◆ **EXERCISE BRIEF**:
What you output should match the data below exactly.

---- SUPPLIED DATA

//! Credential record model.
//!
//! A record is keyed inside its collection by the pair (username, schema),
//! where the schema attribute is derived from the collection name. The
//! secret bytes belong to the record alone and are zeroed when the record
//! is dropped or the secret is replaced.

use std::collections::BTreeMap;
use std::fmt;

use chrono::{DateTime, Utc};
use secrecy::{ExposeSecret, SecretString};
use zeroize::Zeroizing;

/// Collection used when none is configured
pub const DEFAULT_COLLECTION: &str = "default";

/// Attribute holding the record's username
pub const USERNAME_ATTRIBUTE: &str = "Username";

/// Attribute holding the schema derived from the collection name
pub const SCHEMA_ATTRIBUTE: &str = "xdg:schema";

/// Schema attribute value for items stored under `collection`
#[must_use]
pub fn schema_for(collection: &str) -> String {
    format!("org.freedesktop.{collection}.Secret")
}

/// Attribute lookup for one record
///
/// Built per call from (username, collection) and used for every search;
/// never persisted.
#[derive(Debug, Clone, PartialEq, Eq)]
pub struct SearchAttributes {
    attributes: BTreeMap<String, String>,
}

impl SearchAttributes {
    /// Builds the lookup for `username` in `collection`
    #[must_use]
    pub fn new(username: &str, collection: &str) -> Self {
        let mut attributes = BTreeMap::new();
        attributes.insert(USERNAME_ATTRIBUTE.to_string(), username.to_string());
        attributes.insert(SCHEMA_ATTRIBUTE.to_string(), schema_for(collection));
        Self { attributes }
    }

    /// The username being looked up
    #[must_use]
    pub fn username(&self) -> &str {
        self.attributes
            .get(USERNAME_ATTRIBUTE)
            .map_or("", String::as_str)
    }

    /// The attribute map sent to the service
    #[must_use]
    pub const fn as_map(&self) -> &BTreeMap<String, String> {
        &self.attributes
    }

    /// Consumes the lookup into its attribute map
    #[must_use]
    pub fn into_map(self) -> BTreeMap<String, String> {
        self.attributes
    }
}

/// A username/secret record stored in a collection
#[derive(Clone, PartialEq, Eq)]
pub struct Credential {
    /// Account name; part of the record's key
    pub username: String,
    /// Human-readable label shown by keyring managers
    pub description: String,
    /// Name of the collection the record belongs to
    pub collection: String,
    /// Last modification time reported by the service
    pub last_modified: Option<DateTime<Utc>>,
    secret: Zeroizing<Vec<u8>>,
}

impl Credential {
    /// Creates a record in the default collection
    #[must_use]
    pub fn new(username: impl Into<String>, secret: impl Into<Vec<u8>>) -> Self {
        Self {
            username: username.into(),
            description: String::new(),
            collection: DEFAULT_COLLECTION.to_string(),
            last_modified: None,
            secret: Zeroizing::new(secret.into()),
        }
    }

    /// Creates a record from a UTF-8 password
    #[must_use]
    pub fn with_password(username: impl Into<String>, password: &SecretString) -> Self {
        Self::new(username, password.expose_secret().as_bytes().to_vec())
    }

    /// Sets the description (label)
    #[must_use]
    pub fn with_description(mut self, description: impl Into<String>) -> Self {
        self.description = description.into();
        self
    }

    /// Sets the collection name
    #[must_use]
    pub fn with_collection(mut self, collection: impl Into<String>) -> Self {
        self.collection = collection.into();
        self
    }

    /// Raw secret bytes
    #[must_use]
    pub fn secret(&self) -> &[u8] {
        &self.secret
    }

    /// Replaces the secret; the previous bytes are zeroed
    pub fn set_secret(&mut self, secret: impl Into<Vec<u8>>) {
        self.secret = Zeroizing::new(secret.into());
    }

    /// Zeroes and empties the secret
    pub fn clear_secret(&mut self) {
        self.set_secret(Vec::new());
    }

    /// Secret as a password, or `None` if it is not valid UTF-8
    #[must_use]
    pub fn password(&self) -> Option<SecretString> {
        std::str::from_utf8(&self.secret)
            .ok()
            .map(|s| SecretString::from(s.to_string()))
    }

    /// Attribute lookup identifying this record
    #[must_use]
    pub fn search_attributes(&self) -> SearchAttributes {
        SearchAttributes::new(&self.username, &self.collection)
    }

    pub(crate) fn replace_secret(&mut self, secret: Zeroizing<Vec<u8>>) {
        self.secret = secret;
    }
}

impl Default for Credential {
    fn default() -> Self {
        Self::new(String::new(), Vec::new())
    }
}

impl fmt::Debug for Credential {
    fn fmt(&self, f: &mut fmt::Formatter<'_>) -> fmt::Result {
        f.debug_struct("Credential")
            .field("username", &self.username)
            .field("description", &self.description)
            .field("collection", &self.collection)
            .field("last_modified", &self.last_modified)
            .field("secret", &"<redacted>")
            .finish()
    }
}

impl fmt::Display for Credential {
    fn fmt(&self, f: &mut fmt::Formatter<'_>) -> fmt::Result {
        write!(
            f,
            "Username: {}, Collection: {}, LastWriteTime: ",
            self.username, self.collection
        )?;
        match self.last_modified {
            Some(ts) => write!(f, "{}", ts.format("%Y-%m-%d %H:%M:%S UTC")),
            None => f.write_str("never"),
        }
    }
}

#[cfg(test)]
mod tests {
    use super::*;

    #[test]
    fn schema_is_derived_from_collection() {
        assert_eq!(schema_for("default"), "org.freedesktop.default.Secret");
        let attrs = SearchAttributes::new("alice", "work");
        assert_eq!(attrs.username(), "alice");
        assert_eq!(
            attrs.as_map().get(SCHEMA_ATTRIBUTE).map(String::as_str),
            Some("org.freedesktop.work.Secret")
        );
    }

    #[test]
    fn new_record_targets_default_collection() {
        let cred = Credential::new("alice", b"p1".to_vec());
        assert_eq!(cred.collection, DEFAULT_COLLECTION);
        assert_eq!(cred.secret(), b"p1");
        assert!(cred.last_modified.is_none());
    }

    #[test]
    fn debug_and_display_hide_secret() {
        let cred = Credential::new("alice", b"hunter2".to_vec()).with_description("mail");
        assert!(!format!("{cred:?}").contains("hunter2"));
        let shown = cred.to_string();
        assert!(!shown.contains("hunter2"));
        assert!(shown.starts_with("Username: alice, Collection: default"));
    }

    #[test]
    fn password_roundtrip_and_invalid_utf8() {
        let cred = Credential::with_password("bob", &SecretString::from("s3cret".to_string()));
        assert_eq!(cred.password().unwrap().expose_secret(), "s3cret");

        let binary = Credential::new("bob", vec![0xff, 0xfe]);
        assert!(binary.password().is_none());
    }

    #[test]
    fn clear_secret_empties_buffer() {
        let mut cred = Credential::new("dave", b"abc".to_vec());
        cred.clear_secret();
        assert!(cred.secret().is_empty());
    }
}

--------

◆ **RESULT OF THE TASK**:
//! Credential record model.
//!
//! A record is keyed inside its collection by the pair (username, schema),
//! where the schema attribute is derived from the collection name. The
//! secret bytes belong to the record alone and are zeroed when the record
//! is dropped or the secret is replaced.

use std::collections::BTreeMap;
use std::fmt;

use chrono::{DateTime, Utc};
use secrecy::{ExposeSecret, SecretString};
use zeroize::Zeroizing;

/// Collection used when none is configured
pub const DEFAULT_COLLECTION: &str = "default";

/// Attribute holding the record's username
pub const USERNAME_ATTRIBUTE: &str = "Username";

/// Attribute holding the schema derived from the collection name
pub const SCHEMA_ATTRIBUTE: &str = "xdg:schema";

/// Schema attribute value for items stored under `collection`
#[must_use]
pub fn schema_for(collection: &str) -> String {
    format!("org.freedesktop.{collection}.Secret")
}

/// Attribute lookup for one record
///
/// Built per call from (username, collection) and used for every search;
/// never persisted.
#[derive(Debug, Clone, PartialEq, Eq)]
pub struct SearchAttributes {
    attributes: BTreeMap<String, String>,
}

impl SearchAttributes {
    /// Builds the lookup for `username` in `collection`
    #[must_use]
    pub fn new(username: &str, collection: &str) -> Self {
        let mut attributes = BTreeMap::new();
        attributes.insert(USERNAME_ATTRIBUTE.to_string(), username.to_string());
        attributes.insert(SCHEMA_ATTRIBUTE.to_string(), schema_for(collection));
        Self { attributes }
    }

    /// The username being looked up
    #[must_use]
    pub fn username(&self) -> &str {
        self.attributes
            .get(USERNAME_ATTRIBUTE)
            .map_or("", String::as_str)
    }

    /// The attribute map sent to the service
    #[must_use]
    pub const fn as_map(&self) -> &BTreeMap<String, String> {
        &self.attributes
    }

    /// Consumes the lookup into its attribute map
    #[must_use]
    pub fn into_map(self) -> BTreeMap<String, String> {
        self.attributes
    }
}

/// A username/secret record stored in a collection
#[derive(Clone, PartialEq, Eq)]
pub struct Credential {
    /// Account name; part of the record's key
    pub username: String,
    /// Human-readable label shown by keyring managers
    pub description: String,
    /// Name of the collection the record belongs to
    pub collection: String,
    /// Last modification time reported by the service
    pub last_modified: Option<DateTime<Utc>>,
    secret: Zeroizing<Vec<u8>>,
}

impl Credential {
    /// Creates a record in the default collection
    #[must_use]
    pub fn new(username: impl Into<String>, secret: impl Into<Vec<u8>>) -> Self {
        Self {
            username: username.into(),
            description: String::new(),
            collection: DEFAULT_COLLECTION.to_string(),
            last_modified: None,
            secret: Zeroizing::new(secret.into()),
        }
    }

    /// Creates a record from a UTF-8 password
    #[must_use]
    pub fn with_password(username: impl Into<String>, password: &SecretString) -> Self {
        Self::new(username, password.expose_secret().as_bytes().to_vec())
    }

    /// Sets the description (label)
    #[must_use]
    pub fn with_description(mut self, description: impl Into<String>) -> Self {
        self.description = description.into();
        self
    }

    /// Sets the collection name
    #[must_use]
    pub fn with_collection(mut self, collection: impl Into<String>) -> Self {
        self.collection = collection.into();
        self
    }

    /// Raw secret bytes
    #[must_use]
    pub fn secret(&self) -> &[u8] {
        &self.secret
    }

    /// Replaces the secret; the previous bytes are zeroed
    pub fn set_secret(&mut self, secret: impl Into<Vec<u8>>) {
        self.secret = Zeroizing::new(secret.into());
    }

    /// Zeroes and empties the secret
    pub fn clear_secret(&mut self) {
        self.set_secret(Vec::new());
    }

    /// Secret as a password, or `None` if it is not valid UTF-8
    #[must_use]
    pub fn password(&self) -> Option<SecretString> {
        std::str::from_utf8(&self.secret)
            .ok()
            .map(|s| SecretString::from(s.to_string()))
    }

    /// Attribute lookup identifying this record
    #[must_use]
    pub fn search_attributes(&self) -> SearchAttributes {
        SearchAttributes::new(&self.username, &self.collection)
    }

    pub(crate) fn replace_secret(&mut self, secret: Zeroizing<Vec<u8>>) {
        self.secret = secret;
    }
}

impl Default for Credential {
    fn default() -> Self {
        Self::new(String::new(), Vec::new())
    }
}

impl fmt::Debug for Credential {
    fn fmt(&self, f: &mut fmt::Formatter<'_>) -> fmt::Result {
        f.debug_struct("Credential")
            .field("username", &self.username)
            .field("description", &self.description)
            .field("collection", &self.collection)
            .field("last_modified", &self.last_modified)
            .field("secret", &"<redacted>")
            .finish()
    }
}

impl fmt::Display for Credential {
    fn fmt(&self, f: &mut fmt::Formatter<'_>) -> fmt::Result {
        write!(
            f,
            "Username: {}, Collection: {}, LastWriteTime: ",
            self.username, self.collection
        )?;
        match self.last_modified {
            Some(ts) => write!(f, "{}", ts.format("%Y-%m-%d %H:%M:%S UTC")),
            None => f.write_str("never"),
        }
    }
}

#[cfg(test)]
mod tests {
    use super::*;

    #[test]
    fn schema_is_derived_from_collection() {
        assert_eq!(schema_for("default"), "org.freedesktop.default.Secret");
        let attrs = SearchAttributes::new("alice", "work");
        assert_eq!(attrs.username(), "alice");
        assert_eq!(
            attrs.as_map().get(SCHEMA_ATTRIBUTE).map(String::as_str),
            Some("org.freedesktop.work.Secret")
        );
    }

    #[test]
    fn new_record_targets_default_collection() {
        let cred = Credential::new("alice", b"p1".to_vec());
        assert_eq!(cred.collection, DEFAULT_COLLECTION);
        assert_eq!(cred.secret(), b"p1");
        assert!(cred.last_modified.is_none());
    }

    #[test]
    fn debug_and_display_hide_secret() {
        let cred = Credential::new("alice", b"hunter2".to_vec()).with_description("mail");
        assert!(!format!("{cred:?}").contains("hunter2"));
        let shown = cred.to_string();
        assert!(!shown.contains("hunter2"));
        assert!(shown.starts_with("Username: alice, Collection: default"));
    }

    #[test]
    fn password_roundtrip_and_invalid_utf8() {
        let cred = Credential::with_password("bob", &SecretString::from("s3cret".to_string()));
        assert_eq!(cred.password().unwrap().expose_secret(), "s3cret");

        let binary = Credential::new("bob", vec![0xff, 0xfe]);
        assert!(binary.password().is_none());
    }

    #[test]
    fn clear_secret_empties_buffer() {
        let mut cred = Credential::new("dave", b"abc".to_vec());
        cred.clear_secret();
        assert!(cred.secret().is_empty());
    }
}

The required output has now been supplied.